**** Input

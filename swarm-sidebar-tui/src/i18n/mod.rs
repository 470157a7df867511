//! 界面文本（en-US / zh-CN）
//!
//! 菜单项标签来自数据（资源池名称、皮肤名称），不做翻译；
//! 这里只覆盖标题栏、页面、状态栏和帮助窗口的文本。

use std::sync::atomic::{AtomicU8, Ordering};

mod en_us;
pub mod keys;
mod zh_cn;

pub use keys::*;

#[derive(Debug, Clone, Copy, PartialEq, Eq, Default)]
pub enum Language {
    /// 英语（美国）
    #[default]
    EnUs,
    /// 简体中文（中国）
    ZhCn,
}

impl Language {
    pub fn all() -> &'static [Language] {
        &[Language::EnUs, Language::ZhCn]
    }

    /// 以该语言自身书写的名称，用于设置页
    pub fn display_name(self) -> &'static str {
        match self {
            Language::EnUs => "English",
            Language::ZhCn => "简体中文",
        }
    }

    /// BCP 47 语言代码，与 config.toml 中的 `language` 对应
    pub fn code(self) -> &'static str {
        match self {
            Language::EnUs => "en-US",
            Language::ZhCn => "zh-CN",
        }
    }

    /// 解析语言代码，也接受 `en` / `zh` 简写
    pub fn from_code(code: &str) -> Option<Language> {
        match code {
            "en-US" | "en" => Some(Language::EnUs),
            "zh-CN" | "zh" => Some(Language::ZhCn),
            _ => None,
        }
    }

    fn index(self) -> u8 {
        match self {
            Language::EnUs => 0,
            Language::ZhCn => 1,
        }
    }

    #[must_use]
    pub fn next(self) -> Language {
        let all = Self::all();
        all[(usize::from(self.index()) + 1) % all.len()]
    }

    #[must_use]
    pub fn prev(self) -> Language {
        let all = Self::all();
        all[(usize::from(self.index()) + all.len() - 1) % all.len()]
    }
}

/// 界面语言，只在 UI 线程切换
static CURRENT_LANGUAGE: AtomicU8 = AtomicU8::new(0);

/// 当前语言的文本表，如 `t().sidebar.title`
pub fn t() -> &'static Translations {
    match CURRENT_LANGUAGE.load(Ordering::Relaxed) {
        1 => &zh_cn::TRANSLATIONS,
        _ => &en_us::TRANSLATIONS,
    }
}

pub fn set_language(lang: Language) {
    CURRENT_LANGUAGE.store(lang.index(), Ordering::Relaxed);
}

********

Wherever a line in the entries above holds "Relaxed", copy that line.

Solution for this problem:
    match CURRENT_LANGUAGE.load(Ordering::Relaxed) {
    CURRENT_LANGUAGE.store(lang.index(), Ordering::Relaxed);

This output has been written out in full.